関西大学、文理・学部を問わない全学的データサイエンス教育プログラムを2021年4月から開始

関西大学は、文部科学省による「数理・データサイエンス・AI教育プログラム」の認定を見据えた、全学的カリキュラムを2021年4月に設置することを発表した。

デジタル社会に求められる基礎知識を学ぶ新設科目は、文理、学部を問わず、関西大学の全学生を対象に展開。

さらに応用・発展系として、各学部・研究科が提供する専門教育科目と連動することにより、実践的なスキルや知識を備えた人材を育成する。

関西大学が新たに設置する全学共通カリキュラムについて

  • 「数理・データサイエンス・AI」に関する知識を習得できる全学共通カリキュラムを2021年度から開講
  • 政府が推進する「AI戦略」のモデルカリキュラム(教育プログラム)認定を目指す
  • 独自のデータサイエンスコミュニティを形成し、学生と実社会を繋ぐ”超”実践の場も整備

政府が主導する「AI戦略」では、未来への基盤作りとして、高等教育へのAI教育の導入・推進が目標に掲げられている。

関西大学でも、人工知能(AI)やデータサイエンス(DS)の技術は大学生の誰もが有する基礎的なスキルと捉え、今回、全学生を対象にしたリテラシー教育として、新たな科目を設置する。

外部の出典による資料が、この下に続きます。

//! Key binding reference shown in the help overlay.

/// Every binding as (keys, description), global ones first.
pub fn key_bindings_help() -> Vec<(&'static str, &'static str)> {
    vec![
        ("q / Ctrl+C", "Quit"),
        ("?", "Toggle this help"),
        ("Esc", "Back: close the top-most drawer"),
        ("Tab / Shift+Tab", "Move focus inside the top drawer"),
        ("Enter / Space", "Activate the focused element"),
        ("C", "Close every drawer"),
        ("P", "Simulate memory pressure (drop kept drawers)"),
        ("j / k", "Move through the itinerary"),
        ("Enter", "Choose a place for the selected stop"),
        ("s", "Trip settings (keeps its state when closed)"),
        ("m", "Edit a meal for the selected stop"),
        ("h", "Pick a hotel (fullscreen)"),
        ("z", "Cycle drawer size: default, sm, md, lg, xl, full"),
        ("Mouse drag", "Pull a bottom sheet down to dismiss it"),
    ]
}

#[cfg(test)]
mod tests {
    use super::*;

    #[test]
    fn test_key_bindings_help() {
        let bindings = key_bindings_help();
        assert!(!bindings.is_empty());
        assert_eq!(bindings[0].0, "q / Ctrl+C");
    }

    #[test]
    fn test_bindings_have_descriptions() {
        assert!(key_bindings_help().iter().all(|(k, d)| !k.is_empty() && !d.is_empty()));
    }
}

全13学部の教員がリレーで担当する”全学生共通”の基礎科目

新設科目は2つ。

いずれも基礎的な内容で、AIやDSの意味・価値の理解から、データの取得法や解析法、データ処理の手順などを説明できるようになるところまでを到達目標としている。

受講方法はオンラインで、総合大学の利点を生かした文理融合の全方向アプローチによって、AIやDSの活用理解を深化させる。

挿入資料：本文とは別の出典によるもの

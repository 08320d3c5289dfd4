//! Dusk theme tokens for the drawer host.
//!
//! # Color Palette
//! - **Background**: deep navy (itinerary layer)
//! - **Accent**: warm amber (focus, active drawer border)
//! - **Positive**: sea green (enabled toggles, saved)
//! - **Negative**: coral (destructive actions, missing content)
//! - **Muted**: slate (hints, inert drawers beneath the top one)

use ratatui::style::{Color, Modifier, Style};

use drawerstack_core::PresentationMode;

#[derive(Debug, Clone, Copy)]
pub struct Theme {
    pub background: Color,
    pub surface: Color,
    pub accent: Color,
    pub positive: Color,
    pub negative: Color,
    pub warning: Color,
    pub muted: Color,
    pub text_primary: Color,
}

impl Default for Theme {
    fn default() -> Self {
        Self::dusk()
    }
}

impl Theme {
    pub fn dusk() -> Self {
        Self {
            background: Color::Rgb(16, 20, 34),
            surface: Color::Rgb(28, 34, 52),
            accent: Color::Rgb(255, 183, 77),
            positive: Color::Rgb(72, 201, 176),
            negative: Color::Rgb(255, 111, 97),
            warning: Color::Rgb(255, 213, 79),
            muted: Color::Rgb(120, 134, 156),
            text_primary: Color::Rgb(236, 239, 244),
        }
    }

    /// Border color of a drawer by presentation mode; inert drawers are muted.
    pub fn drawer_border(&self, mode: PresentationMode, topmost: bool) -> Color {
        if !topmost {
            return self.muted;
        }
        match mode {
            PresentationMode::BottomSheet => self.accent,
            PresentationMode::SidePanel => self.positive,
            PresentationMode::Fullscreen => self.warning,
        }
    }
}

pub const ACCENT: Color = Color::Rgb(255, 183, 77);

pub fn accent() -> Style {
    Style::default().fg(Theme::dusk().accent)
}

pub fn accent_bold() -> Style {
    accent().add_modifier(Modifier::BOLD)
}

pub fn muted() -> Style {
    Style::default().fg(Theme::dusk().muted)
}

pub fn positive() -> Style {
    Style::default().fg(Theme::dusk().positive)
}

pub fn negative() -> Style {
    Style::default().fg(Theme::dusk().negative)
}

pub fn warning() -> Style {
    Style::default().fg(Theme::dusk().warning)
}

pub fn text() -> Style {
    Style::default().fg(Theme::dusk().text_primary)
}

/// Highlight for the focused element inside the trapped drawer.
pub fn focused() -> Style {
    Style::default()
        .fg(Theme::dusk().background)
        .bg(ACCENT)
        .add_modifier(Modifier::BOLD)
}

pub fn surface() -> Style {
    Style::default().bg(Theme::dusk().surface)
}

/// Backdrop over the itinerary while a drawer is up.
pub fn backdrop(opacity: f64) -> Style {
    if opacity > 0.5 {
        Style::default()
            .fg(Theme::dusk().muted)
            .add_modifier(Modifier::DIM)
    } else {
        text()
    }
}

まずは「数理・データサイエンス・AI」の知識を有する人材育成の基盤を構築することで、政府が掲げる2025年までの同人材50万人輩出構想に寄与する。

また関西大学では、複数の学部・研究科でAI人材のエキスパートを養成するための実践教育をすでに展開しており、リテラシー教育の先にある、応用・発展系の学びを追究する土壌も整備されている。

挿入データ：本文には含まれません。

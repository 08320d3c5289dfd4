//! Drawerstack TUI: itinerary with stacked drawers.
//!
//! Drawers open as a bottom sheet on narrow terminals and as a side panel on
//! wide ones; the hotel picker always goes fullscreen. Resize the terminal
//! across 96 columns to watch open drawers switch mode.

use std::io::{self, stdout};
use std::time::{Duration, Instant};

use anyhow::{Context, Result};
use crossterm::event::{self, DisableMouseCapture, EnableMouseCapture, Event};
use crossterm::execute;
use crossterm::terminal::{
    disable_raw_mode, enable_raw_mode, EnterAlternateScreen, LeaveAlternateScreen,
};
use ratatui::backend::CrosstermBackend;
use ratatui::layout::Rect;
use ratatui::Terminal;
use tracing::Level;

use drawerstack_core::{session, DrawerConfig, DrawerController};
use drawerstack_tui::app::AppState;
use drawerstack_tui::content::{self, TuiController};
use drawerstack_tui::geometry::cols_to_px;
use drawerstack_tui::{input, logging, ui};

fn main() -> Result<()> {
    // Install a panic hook that restores the terminal before printing the panic.
    let default_hook = std::panic::take_hook();
    std::panic::set_hook(Box::new(move |info| {
        let _ = disable_raw_mode();
        let _ = execute!(io::stderr(), DisableMouseCapture, LeaveAlternateScreen);
        default_hook(info);
    }));

    let log_path = logging::app_path("drawerstack.log");
    logging::init(&log_path, Level::DEBUG)
        .with_context(|| format!("opening log file {}", log_path.display()))?;

    let config_path = logging::app_path("config.toml");
    let config = if config_path.exists() {
        DrawerConfig::load(&config_path)?
    } else {
        DrawerConfig::default()
    };
    tracing::info!(path = %config_path.display(), "configuration loaded");

    // Setup terminal
    enable_raw_mode()?;
    let mut stdout = stdout();
    execute!(stdout, EnterAlternateScreen, EnableMouseCapture)?;
    let backend = CrosstermBackend::new(stdout);
    let mut terminal = Terminal::new(backend)?;
    terminal.clear()?;

    let size = terminal.size()?;
    let mut app = AppState::new();
    app.screen = Rect::new(0, 0, size.width, size.height);

    let mut ctl: TuiController =
        DrawerController::new(config, content::registry(), cols_to_px(size.width));
    app.attach(&mut ctl);
    session::install(ctl);

    // Run the main event loop
    let result = run_app(&mut terminal, &mut app);

    if let Some(ctl) = session::uninstall::<dyn content::TuiContent>() {
        tracing::info!(
            transitions = ctl.store().transitions_recorded(),
            "session ended"
        );
    }

    // Restore terminal
    disable_raw_mode()?;
    execute!(terminal.backend_mut(), DisableMouseCapture, LeaveAlternateScreen)?;
    terminal.show_cursor()?;

    result
}

fn run_app(
    terminal: &mut Terminal<CrosstermBackend<io::Stdout>>,
    app: &mut AppState,
) -> Result<()> {
    let mut last_frame = Instant::now();
    loop {
        // 1. Advance drawer transitions by real elapsed time
        let now = Instant::now();
        let dt = now - last_frame;
        last_frame = now;
        session::with(|ctl: &mut TuiController| ctl.tick(dt))?;

        // 2. Render
        session::with(|ctl: &mut TuiController| {
            terminal.draw(|f| ui::draw(f, app, ctl)).map(|_| ())
        })??;

        // 3. Poll for input events (50ms timeout for ~20 FPS tick)
        if event::poll(Duration::from_millis(50))? {
            match event::read()? {
                Event::Key(key) => {
                    session::with(|ctl: &mut TuiController| input::handle_key(app, ctl, key))?;
                }
                Event::Mouse(mouse) => {
                    let now_ms = app.now_ms();
                    session::with(|ctl: &mut TuiController| {
                        input::handle_mouse(app, ctl, mouse, now_ms)
                    })?;
                }
                Event::Resize(width, height) => {
                    app.screen = Rect::new(0, 0, width, height);
                    let px = cols_to_px(width);
                    session::with(|ctl: &mut TuiController| ctl.set_viewport(px))?;
                    tracing::debug!(width, height, px, "terminal resized");
                }
                _ => {}
            }
        }

        // 4. Check quit
        if !app.running {
            break;
        }
    }
    Ok(())
}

独自のデータサイエンスコミュニティを形成し、実社会と学生を繋ぐ試みも

さらに、同じ志を持つ学生の集団「梅田キャンパスデータサイエンスコミュニティ」(仮称)を形成し、企業とのタイアップによる”超”実践の場を整備することで、学生と実社会を繋ぐ試みもスタートさせる。

そのほか、「G検定」の取得も視野に入れたデータサイエンス関連講座など、単位制に拘らない実践的な教育も予定している。